Enviada em 30/09/2021

O filme “Extraordinário” conta a vida de Augie Pullman, menino com deformidade facial ao nascer, e os desafios que ele enfrentou no processo de inserção na sociedade, como os preconceitos de seus colegas de classe. Nessa perspectiva, é compreensível a importância da inclusão das pessoas com deficiência, mas, no Brasil, essa ideia ainda parece não ser compreendida, pois a capacidade tornou-se o principal obstáculo a ser superado. Isso porque o descaso do país e a forte influência de estereótipos são propícios ao agravamento desse problema.

Em primeiro lugar, é importante destacar que a falta de cuidado do governo no sentido de promover uma melhor qualidade de vida às pessoas com deficiência faz com que esse grupo esteja há muito tempo excluído. De acordo com o filósofo americano John Rawls, o Estado precisa oferecer justiça no acesso a commodities básicas, como liquidez e segurança. No entanto, essa ação não tem sido realizada na sociedade brasileira, pois os direitos de muitas pessoas com necessidades especiais são restritos devido à falta de recursos básicos, como rampas para cadeirantes. Portanto, pode-se entender que essa situação é prejudicial, pois contribui para o ganho sustentado de energia.

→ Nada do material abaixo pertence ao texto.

//! Control response envelope shared by every operation

use crate::command::CommandOutcome;
use serde::{Deserialize, Serialize};
use serde_json::Value;
use tello_link_shared::{DroneError, Result};

/// `{success, message, data?, error?}` as returned to agents and CLIs
#[derive(Debug, Clone, PartialEq, Serialize, Deserialize)]
pub struct ControlResponse {
    pub success: bool,
    pub message: String,
    #[serde(default, skip_serializing_if = "Option::is_none")]
    pub data: Option<Value>,
    /// Stable error tag, see `DroneError::kind`
    #[serde(default, skip_serializing_if = "Option::is_none")]
    pub error: Option<String>,
}

impl ControlResponse {
    pub fn ok(message: impl Into<String>, data: impl Serialize) -> Self {
        Self {
            success: true,
            message: message.into(),
            data: serde_json::to_value(data).ok(),
            error: None,
        }
    }

    pub fn failure(err: &DroneError) -> Self {
        Self {
            success: false,
            message: err.to_string(),
            data: None,
            error: Some(err.kind().to_string()),
        }
    }

    /// Malformed request; never reached the controller
    pub fn bad_request(message: impl Into<String>) -> Self {
        Self {
            success: false,
            message: message.into(),
            data: None,
            error: Some("bad_request".to_string()),
        }
    }

    pub fn from_outcome(result: Result<CommandOutcome>) -> Self {
        match result {
            Ok(outcome) => Self::ok(outcome.message, outcome.data),
            Err(e) => Self::failure(&e),
        }
    }
}

#[cfg(test)]
mod tests {
    use super::*;
    use std::time::Duration;

    #[test]
    fn test_timeout_failure_message() {
        let resp = ControlResponse::failure(&DroneError::Timeout {
            command: "move",
            after: Duration::from_secs(7),
        });
        let json = serde_json::to_value(&resp).unwrap();
        assert_eq!(json["success"], false);
        assert_eq!(json["message"], "timeout");
        assert_eq!(json["error"], "timeout");
        assert!(json.get("data").is_none());
    }

    #[test]
    fn test_outcome_carries_data() {
        let resp = ControlResponse::from_outcome(Ok(CommandOutcome {
            message: "Battery: 45%".into(),
            data: crate::command::OutcomeData {
                battery: Some(45),
                connected: true,
                flight_status: None,
            },
        }));
        assert!(resp.success);
        let data = resp.data.unwrap();
        assert_eq!(data["battery"], 45);
        assert_eq!(data["connected"], true);
    }
}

Além disso, é necessário observar o impacto dos estereótipos relacionados ao cotidiano das pessoas com deficiência na manutenção da discriminação. Isso ocorre porque faltam informações demográficas sobre as formas de integração das pessoas com deficiência na sociedade, dificultando o enfrentamento das melhorias de capacidade. Prova disso é o saber popular, que relaciona as deformidades às doenças que incapacitam os indivíduos. Portanto, deve-se enfatizar que esse pensamento conservador apenas reflete o desrespeito às pessoas com necessidades especiais.

Portanto, a relevância de reprimir a capacitação no Brasil é óbvia. Portanto, a Assembleia Nacional deve promulgar leis que garantam que o país invista mais em elementos que promovam a integração das pessoas com deficiência, como a construção de pontos sem barreiras para pessoas com necessidades especiais, e incorporando esta ideia nas diretrizes do orçamento nacional, visando para expandir este grupo Inclusão social. Além disso, o Ministério da Educação pode realizar a aplicação de cursos pedagógicos com a participação de pessoas com deficiência, que desconstroem estereótipos relacionados às deformidades de forma a evitar situações semelhantes aos preconceitos vividos por Augie.